While the ability to measure and better assess the effects of toxic and non-toxic pollutants is an important factor in improving living conditions, researchers risk sidelining and erasing the actions and consequences of other critical forms of harm on the biosphere by solely focusing on human exposure to pollution. For example, the extinction of species and destruction of ecosystems and habitats, the forced displacement of human and non-human communities, the privatization of common resources, and the elimination of environmentally sustainable resource extraction and governance practices challenge a definition of violence that is only based on pollutant exposure. Yet, accounting for these forms of violence is important, not only to better capture the extent of destruction occurring because of human practices, but also to understand the interrelated effects of these events on the biosphere. For example, while the extinction of certain species may not directly or immediately affect human communities, a cascade effect, a series of secondary extinctions triggered by the extinction of a key species, can compromise an entire ecosystem and the dependencies humans have to it – without necessarily resulting in higher pollutant exposure. Recognizing other forms of human-induced harm on the environment can help us better consider the extent of violence occurring through certain human activities and processes as well as destabilize an anthropocentric perspective of well-being that isolates humans as the subject of harm from the ecological entanglements within which we are situated.

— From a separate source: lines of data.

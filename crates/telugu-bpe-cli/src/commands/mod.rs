use log::LevelFilter;

mod encode;
mod inspect;
mod preprocess;
mod train;

/// Subcommands for telugu-bpe
#[derive(clap::Subcommand, Debug)]
pub enum Commands {
    /// Train a new model from corpus files.
    Train(train::TrainArgs),

    /// Tokenize text, one line at a time.
    Encode(encode::EncodeArgs),

    /// Normalize text, one line at a time.
    Preprocess(preprocess::PreprocessArgs),

    /// Describe a model file.
    Inspect(inspect::InspectArgs),
}

impl Commands {
    /// The log level used without `-v` or `-q`.
    ///
    /// Training reports progress; the line filters only warn.
    pub fn default_log_level(&self) -> LevelFilter {
        match self {
            Commands::Train(_) => LevelFilter::Info,
            _ => LevelFilter::Warn,
        }
    }

    /// Run the subcommand.
    pub fn run(&self) -> Result<(), Box<dyn std::error::Error>> {
        match self {
            Commands::Train(cmd) => cmd.run(),
            Commands::Encode(cmd) => cmd.run(),
            Commands::Preprocess(cmd) => cmd.run(),
            Commands::Inspect(cmd) => cmd.run(),
        }
    }
}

Another limitation involves indexing pollution as a single indicator of violence, isolated from other social factors that exacerbate the harmful effects of human activities onto marginalized populations. For example, while air pollution may be high in a specific area, different social variables, from access to healthcare and public transport to affluence, can affect the extent of harm to residents and the strategies decision-makers take to address it. This is seen across American suburban spaces, where predominately white middle- to upper-class residents advocate for further social segregation under a guise of well-being and security, creating exclusive and privatized spaces, or an “inverted quarantine,” that depend on a not-in-my-backyard politic, furthering infrastructure and amenity inequalities [Reference Sturgeon28Reference Szasz30]. A multidimensional approach that uses a range of indicators, from monetary poverty to access to basic infrastructure services, for example, can better capture the scale of violence at different social intersections and point toward more suitable measures that address these inequalities. Otherwise, a single analytical approach can overlook the compounding effects of harmful human activities on the most vulnerable people and risk perpetuating economic and social practices that exploit people and environments upheld under a banner of environmentalism and safety [Reference Sturgeon28].

9.4 Addressing Environmental Violence through Local Praxis of Degrowth

Understanding the direct and indirect relationships between industrialized market growth and the exploitation and destruction of certain people, resources, and ecosystems is critical in a degrowth approach. These relationships continue to reproduce themselves in the material and economic conditions within and between the Global North and South, as well as in the political norms and social practices that maintain these hierarchical and marginalizing dynamics. To degrow means to also challenge the hegemony of a way of life that is largely based on hierarchical and subjugating relationships within social and ecological systems. This means recognizing and rectifying the ongoing violence of practices and systems that prioritize capital accumulation benefiting a limited few over environmental sustainability and the well-being of many.

We further describe alternatives to this growth-based understanding through case studies in the Arab world and in Iran. Max Ajl’s documentation of the rise and fall of appropriate technology in the agricultural sector of North Africa speaks to the promise of peasant ingenuity for sustainability, as well as its struggle against global development norms. And Mariam Abazeri’s work with a women’s artisan cooperative in Iran demonstrates opportunities for pursuing degrowth through a decolonial feminist praxis.

9.4.1 Development and Technological Pathways: Arab World Critiques

The Arab interest in appropriate technology emerged in a multi-layered context: first, the manifest failures of technology transfer to deliver development, as distinct from high growth rates, during the 1970s, as export-oriented development meant a shift to increasing industrialization and adoption of Western consumption patterns; second, the increasing diffusion of knowledge in the Arab world about positive aspects of the Chinese development experience [Reference Ajl31, Reference Ajl32]; third, greater awareness of French and US technology criticism, such as the work of Lewis Mumford, Ivan Illich, Andre Gorz, and Pierre Judet; fourth, a melding of Chinese thinking about technological self-reliance with a sharpened awareness of how much China had leaned on so-called “traditional” technology in its own endogenous agricultural development [Reference Schmalzer33, Reference Shih-chang34]; fifth, an Arab iteration of the “return to the peasant,” an epistemological phenomenon which was then occurring worldwide, as ethno-botanists, agronomists, anthropologists and agronomists turned to the long-standing practices of peasants as potential maps for rural development [Reference Altieri35]; and sixth, a rising interest within the Arab region, certainly drawing on China, but likely inspired by the Arusha Declaration in Tanzania and spreading through European heterodox development circles, that self-reliance, as distinct from autarky, could offer a different path toward a better future [Reference Fergany36, Reference Zaki37].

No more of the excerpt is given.